Write in Hebrew with ChaiSpace.com Pimp MySpace .. ..
My name is Avi, my friends call me Avi. I don't want to get married until I'm 30. You need to enjoy your life before you end it. Why is the first question persian girls ask is "what car do you drive." YOU IDIOTS MAKE ME SICK! That goes for all you shabnams, leylas, etc. By the way, the answer to the question is brand new lexus (im kidding relax, i probably just broke a lot of persian girl's hearts!).
TOP 20 THINGS I HATE!!!!!!!!!! LEARN THESE LIKE U DO THE BIBLE, AND FOLLOW THEM!

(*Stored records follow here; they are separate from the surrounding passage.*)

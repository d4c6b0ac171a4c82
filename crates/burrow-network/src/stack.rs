//! Network stack capability
//!
//! The seam between the proxy/health-check code and whatever actually
//! carries the bytes.

use async_trait::async_trait;
use std::io;
use tokio::io::{AsyncRead, AsyncWrite};

/// A bidirectional byte stream returned by [`NetStack::dial`].
pub trait AsyncStream: AsyncRead + AsyncWrite + Send + Unpin {}

impl<T: AsyncRead + AsyncWrite + Send + Unpin> AsyncStream for T {}

pub type BoxedStream = Box<dyn AsyncStream>;

/// Outbound connectivity through some network.
///
/// Implementations must be safe to share between tasks; callers hold
/// it as `Arc<dyn NetStack>` and dial concurrently.
#[async_trait]
pub trait NetStack: Send + Sync {
    /// Open a TCP stream to `addr` (`host:port`, `[v6]:port`).
    ///
    /// Hostnames are resolved by the stack itself.
    async fn dial(&self, addr: &str) -> io::Result<BoxedStream>;

    /// Completes once the stack can no longer carry traffic.
    async fn closed(&self) {
        std::future::pending::<()>().await
    }
}

/// Split `host:port` or `[v6]:port` into its parts.
pub fn split_host_port(addr: &str) -> io::Result<(&str, u16)> {
    let invalid = || io::Error::new(io::ErrorKind::InvalidInput, format!("bad address {addr:?}"));

    let (host, port) = addr.rsplit_once(':').ok_or_else(invalid)?;
    let host = match host.strip_prefix('[') {
        Some(rest) => rest.strip_suffix(']').ok_or_else(invalid)?,
        None if host.contains(':') => return Err(invalid()),
        None => host,
    };
    if host.is_empty() {
        return Err(invalid());
    }
    let port = port.parse::<u16>().map_err(|_| invalid())?;
    Ok((host, port))
}

/// Inverse of [`split_host_port`]; brackets IPv6 literals.
pub fn join_host_port(host: &str, port: u16) -> String {
    if host.contains(':') {
        format!("[{host}]:{port}")
    } else {
        format!("{host}:{port}")
    }
}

1) Something I really hate, is how a lot of you morons on myspace, put pictures of HOT GIRLS you dont even know on your TOP 8 list, just to act hard...just so people think you're sum kind of player or anything, when you're nothin but PATHETIC. So PLEASE, dont be fake, BE REAL, and go delete those pictures of the people you dont even know on your TOP 8 FRIENDS list, and put your real friends on there. This goes to all my friends also. Including 1 of my good friends, who is a nice guy, but for some reason, this fakeass motherfucker's top 8 list includes 7 hot girls...and surprise surprise, he doesn't know any of the seven! Please dont be so fake bro. Your fakeness reflects on me and the rest of your good friends.

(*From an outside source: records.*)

#[cfg(test)]
mod tests {
    use super::*;
    use crate::testing::{FakeFactory, LoopbackStack, StaticResolver, http_upstream};
    use base64::{Engine as _, engine::general_purpose::STANDARD as BASE64};

    const PEER_IP: Ipv4Addr = Ipv4Addr::new(203, 0, 113, 5);

    fn peer_config() -> PeerConfig {
        PeerConfig {
            endpoint: "vpn.example.net:51820".to_string(),
            local_addresses: vec!["10.64.0.2/32".to_string(), " ".to_string()],
            public_key: BASE64.encode([1u8; 32]),
            private_key: BASE64.encode([2u8; 32]),
            ..Default::default()
        }
    }

    fn session(config: PeerConfig, factory: &FakeFactory) -> PeerSession<FakeFactory> {
        let resolver = StaticResolver::default().with("vpn.example.net", &[PEER_IP]);
        PeerSession::new(config, factory.clone(), Arc::new(resolver), DeviceLogLevel::Silent)
    }

    #[tokio::test]
    async fn test_init_applies_wire_config() {
        let factory = FakeFactory::new();
        let mut session = session(peer_config(), &factory);

        session.init().await.unwrap();
        assert_eq!(session.state(), SessionState::Active);
        assert_eq!(session.endpoint(), Some("203.0.113.5:51820".parse().unwrap()));

        let expected = vec![
            format!("private_key={}", "02".repeat(32)),
            format!("public_key={}", "01".repeat(32)),
            "allowed_ip=0.0.0.0/0".to_string(),
            "endpoint=203.0.113.5:51820".to_string(),
        ];
        assert_eq!(session.config_lines().unwrap(), expected.as_slice());

        let log = factory.log();
        assert_eq!(log.configs, vec![expected.join("\n")]);
        assert_eq!(log.ups, 1);
        let (local, dns, mtu) = &log.created_with[0];
        assert_eq!(local, &vec!["10.64.0.2".parse::<IpAddr>().unwrap()]);
        assert_eq!(dns, &vec!["1.1.1.1".parse::<IpAddr>().unwrap()]);
        assert_eq!(*mtu, 1500);
        assert_eq!(log.log_levels, vec![DeviceLogLevel::Silent]);
    }

    #[tokio::test]
    async fn test_allowed_ips_joined_in_order() {
        let factory = FakeFactory::new();
        let config = PeerConfig {
            allowed_ips: vec!["10.0.0.0/8".to_string(), "192.168.1.0/24".to_string()],
            ..peer_config()
        };
        let mut session = session(config, &factory);
        session.init().await.unwrap();

        assert_eq!(
            session.config_lines().unwrap()[2],
            "allowed_ip=10.0.0.0/8,192.168.1.0/24"
        );
    }

    #[tokio::test]
    async fn test_no_local_address_builds_nothing() {
        let factory = FakeFactory::new();
        let config = PeerConfig {
            local_addresses: vec!["".to_string(), "  ".to_string()],
            ..peer_config()
        };
        let mut session = session(config, &factory);

        let err = session.init().await.err().unwrap();
        assert!(matches!(err, SessionError::Config(ConfigError::NoLocalAddress)));
        assert_eq!(session.state(), SessionState::Failed);
        assert!(factory.log().creates.is_empty());
    }

    #[tokio::test]
    async fn test_bad_key_is_typed_error() {
        let factory = FakeFactory::new();
        let config = PeerConfig {
            private_key: "not base64!".to_string(),
            ..peer_config()
        };
        let mut session = session(config, &factory);

        let err = session.init().await.err().unwrap();
        assert!(matches!(err, SessionError::Key(KeyError::InvalidBase64)));
        assert!(factory.log().creates.is_empty());
    }

    #[tokio::test]
    async fn test_unresolvable_endpoint() {
        let factory = FakeFactory::new();
        let config = PeerConfig {
            endpoint: "nowhere.invalid:51820".to_string(),
            ..peer_config()
        };
        let mut session = session(config, &factory);

        let err = session.init().await.err().unwrap();
        assert!(matches!(err, SessionError::Resolve(_)));
        assert!(factory.log().creates.is_empty());
    }

    #[tokio::test]
    async fn test_ip_endpoint_skips_resolver() {
        let factory = FakeFactory::new();
        let config = PeerConfig {
            endpoint: "198.51.100.7:443".to_string(),
            ..peer_config()
        };
        let mut session = session(config, &factory);
        session.init().await.unwrap();
        assert_eq!(session.config_lines().unwrap()[3], "endpoint=198.51.100.7:443");
    }

    #[tokio::test]
    async fn test_configure_failure_releases_device() {
        let factory = FakeFactory::new().failing_ipc();
        let mut session = session(peer_config(), &factory);

        let err = session.init().await.err().unwrap();
        assert!(matches!(err, SessionError::Tunnel(TunnelError::Configure(_))));
        assert_eq!(session.state(), SessionState::Failed);
        assert!(session.stack().is_none());
        assert_eq!(factory.log().closes, 1);
    }

    #[tokio::test]
    async fn test_up_failure_releases_device() {
        let factory = FakeFactory::new().failing_up();
        let mut session = session(peer_config(), &factory);

        assert!(session.init().await.is_err());
        assert_eq!(factory.log().closes, 1);
        assert_eq!(factory.log().ups, 0);
    }

    #[tokio::test]
    async fn test_init_is_idempotent_and_reset_releases_once() {
        let factory = FakeFactory::new();
        let mut session = session(peer_config(), &factory);

        let first = session.init().await.unwrap();
        let second = session.init().await.unwrap();
        assert!(Arc::ptr_eq(&first, &second));
        assert_eq!(factory.log().creates.len(), 1);

        session.reset();
        session.reset();
        assert_eq!(session.state(), SessionState::Unconfigured);
        assert!(session.stack().is_none());
        assert_eq!(factory.log().closes, 1);

        session.init().await.unwrap();
        drop(session);
        assert_eq!(factory.log().creates.len(), 2);
        assert_eq!(factory.log().closes, 2);
    }

    #[tokio::test]
    async fn test_failed_check_leaves_tunnel_up() {
        let (upstream, _server) =
            http_upstream("HTTP/1.1 500 Internal Server Error\r\nContent-Length: 0\r\n\r\n").await;
        let factory = FakeFactory::new().with_stack(LoopbackStack::new());
        let config = PeerConfig {
            check_url: Some(format!("http://{upstream}/generate_204")),
            ..peer_config()
        };
        let mut session = session(config, &factory);

        let err = session.init().await.err().unwrap();
        assert!(matches!(err, SessionError::CheckStatus(StatusCode::INTERNAL_SERVER_ERROR)));
        assert!(err.is_verification());
        assert_eq!(session.state(), SessionState::Active);
        assert!(session.stack().is_some());
        assert_eq!(factory.log().closes, 0);
    }

    #[tokio::test]
    async fn test_check_dials_through_tunnel_stack() {
        let (upstream, server) =
            http_upstream("HTTP/1.1 204 No Content\r\nContent-Length: 0\r\n\r\n").await;
        let stack = LoopbackStack::new();
        let factory = FakeFactory::new().with_stack(stack.clone());
        let config = PeerConfig {
            check_url: Some(format!("http://{upstream}/generate_204")),
            ..peer_config()
        };
        let mut session = session(config, &factory);

        session.init().await.unwrap();
        assert_eq!(stack.dialed(), vec![upstream.to_string()]);
        assert!(server.await.unwrap().starts_with("GET /generate_204 HTTP/1.1\r\n"));
    }

    #[tokio::test]
    async fn test_check_ignores_large_body() {
        let body = "x".repeat(2 * 1024 * 1024);
        let reply = format!("HTTP/1.1 200 OK\r\nContent-Length: {}\r\n\r\n{body}", body.len());
        let (upstream, _server) = http_upstream(reply).await;
        let factory = FakeFactory::new().with_stack(LoopbackStack::new());
        let config = PeerConfig {
            check_url: Some(format!("http://{upstream}/")),
            ..peer_config()
        };
        let mut session = session(config, &factory);

        session.init().await.unwrap();
        assert_eq!(session.state(), SessionState::Active);
    }
}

2) goes out to you ladies, please stop commenting on each others pictures about "Oh you're so hot." If you're going to make that comment, please make sure your friend is actually hot, and not some unattractive beast! And i dont mean to be harsh when i say this, but it's just very annoying when I see a HIDEOUS looking girl, with tons of comments from her friends about how hot she is! Don't lie to the poor girl! You're only gonna make it worst!

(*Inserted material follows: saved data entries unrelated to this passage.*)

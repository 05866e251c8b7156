//! nbrepo-store: storage layer for the notebook publication and sharing service
//!
//! This crate provides:
//! - PostgreSQL storage for users, publications, tags, shares, and invites
//! - An in-process backend with identical semantics for tests and development
//! - Embedded migrations
//!
//! # Usage
//!
//! ```rust,ignore
//! use nbrepo_store::{Store, StoreConfig};
//!
//! let config = StoreConfig::from_env()?;
//! let store = Store::connect(config).await?;
//!
//! let library = store.list_publications().await?;
//! ```

pub mod error;
mod memory;
pub mod models;
mod postgres;
pub mod schema;
pub mod store;

pub use error::{StoreError, StoreResult};
pub use models::*;
pub use store::{Store, StoreConfig};

// Re-export nbrepo-core for downstream crates
pub use nbrepo_core;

3) This goes to all u guys, including some of my good friends. Please stop putting pictures of gangsters and rappers on your profile because you think it will make you look hard! Who are you kidding?! Most of you live in Beverly Hills and would wet your pants and run to your nanas if you saw someone who wasn't white and was wearing baggy clothes. I promise no one thinks of you any cooler because you have a picture of a rapper with a gun. I mean, ya it used to be cool in 7th grade, but please grow up. I hope the BMW your nana or papa bought you is bulletproof!
4) This 1 is for both guys and girls. I was bored out of my mind last night and I was looking at my good friend's profile. And I started to read some of the comments this moron left for other girls, when I noticed something. This idiot flirts with girls from out of state, and i mean way out of state, like he lives in CA and the girl lives in fuckin Wisconsin. If you are reading this, and you think this may be you, can I ask you, WHAT THE FUCK R U DOING?! Don't u have a life?? I'm not saying dont flirt, u should flirt, i flirt, everyone flirts, but sweet mother of Jesus flirt with someone that lives in your fuckin state u jackass! What the fuck r u doin? Do u really think the girls gonna travel from fuckin wisconsin to see your ass?!?! If she does, she deserves to eat airplane food laced with poison! Anyways, the point is, please find something else to do with your precious time then flirt with someone who lives 10,000 miles away. If you're really that desperate, please take a cold shower, or rent a porno. Thank you.
5)This goes for u myspace fucks who have way too much time on your hands and like to supe up your profile every fuckin day. First of all, being original is cool. Im not sayin dont ever change your background color, or picture, but at least leave it on for a fuckin week or so. I mean what the fuck? One day, my friends background is a picture of a hot girls ass, and the very next day, his background is a fuckin buffalo. Remember u idiots, u dont get payed for havin a cool profile or changing it everyday.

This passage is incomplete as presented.